Supplied entries
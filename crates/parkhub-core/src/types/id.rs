//! Newtype wrappers around [`uuid::Uuid`] for allocator identifiers.
//!
//! Using distinct types prevents accidentally passing a `SpotId` where a
//! `TicketId` is expected.

use std::fmt;
use std::str::FromStr;

use serde::{Deserialize, Serialize};
use uuid::Uuid;

/// Macro to define a newtype ID wrapper around `Uuid`.
macro_rules! define_id {
    (
        $(#[$meta:meta])*
        $name:ident
    ) => {
        $(#[$meta])*
        #[derive(Debug, Clone, Copy, PartialEq, Eq, Hash, Serialize, Deserialize)]
        #[serde(transparent)]
        pub struct $name(pub Uuid);

        impl $name {
            /// Create a new random identifier.
            pub fn new() -> Self {
                Self(Uuid::new_v4())
            }

            /// Create an identifier from an existing UUID.
            pub fn from_uuid(uuid: Uuid) -> Self {
                Self(uuid)
            }

            /// Return the inner UUID value.
            pub fn into_uuid(self) -> Uuid {
                self.0
            }

            /// First eight hex digits, for compact display.
            pub fn short(&self) -> String {
                self.0.simple().to_string()[..8].to_string()
            }
        }

        impl Default for $name {
            fn default() -> Self {
                Self::new()
            }
        }

        impl fmt::Display for $name {
            fn fmt(&self, f: &mut fmt::Formatter<'_>) -> fmt::Result {
                write!(f, "{}", self.0)
            }
        }

        impl FromStr for $name {
            type Err = uuid::Error;

            fn from_str(s: &str) -> Result<Self, Self::Err> {
                Uuid::parse_str(s).map(Self)
            }
        }

        impl From<Uuid> for $name {
            fn from(uuid: Uuid) -> Self {
                Self(uuid)
            }
        }
    };
}

define_id!(
    /// Unique identifier for a parking ticket.
    TicketId
);

define_id!(
    /// Unique identifier for a parking spot.
    SpotId
);
//! # parkhub-core
//!
//! Core crate for ParkHub. Contains the clock and pricing traits,
//! configuration schemas, typed identifiers, and the unified error system.
//!
//! This crate has **no** internal dependencies on other ParkHub crates.

pub mod config;
pub mod error;
pub mod result;
pub mod traits;
pub mod types;

pub use error::AppError;
pub use result::AppResult;
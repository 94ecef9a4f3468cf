//! Per-category spot pools.
//!
//! Each pool owns its spots behind one mutex. Pools never call into each
//! other, so no task ever holds two pool locks.

pub mod allocation;
pub mod category;
pub mod kind;

pub use allocation::{AllocationResult, PoolStatus};
pub use category::CategoryPool;
pub use kind::PoolKind;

Directions
Please count the lines above that contain the word "traits", and reply with the number alone.

Solution to this task
2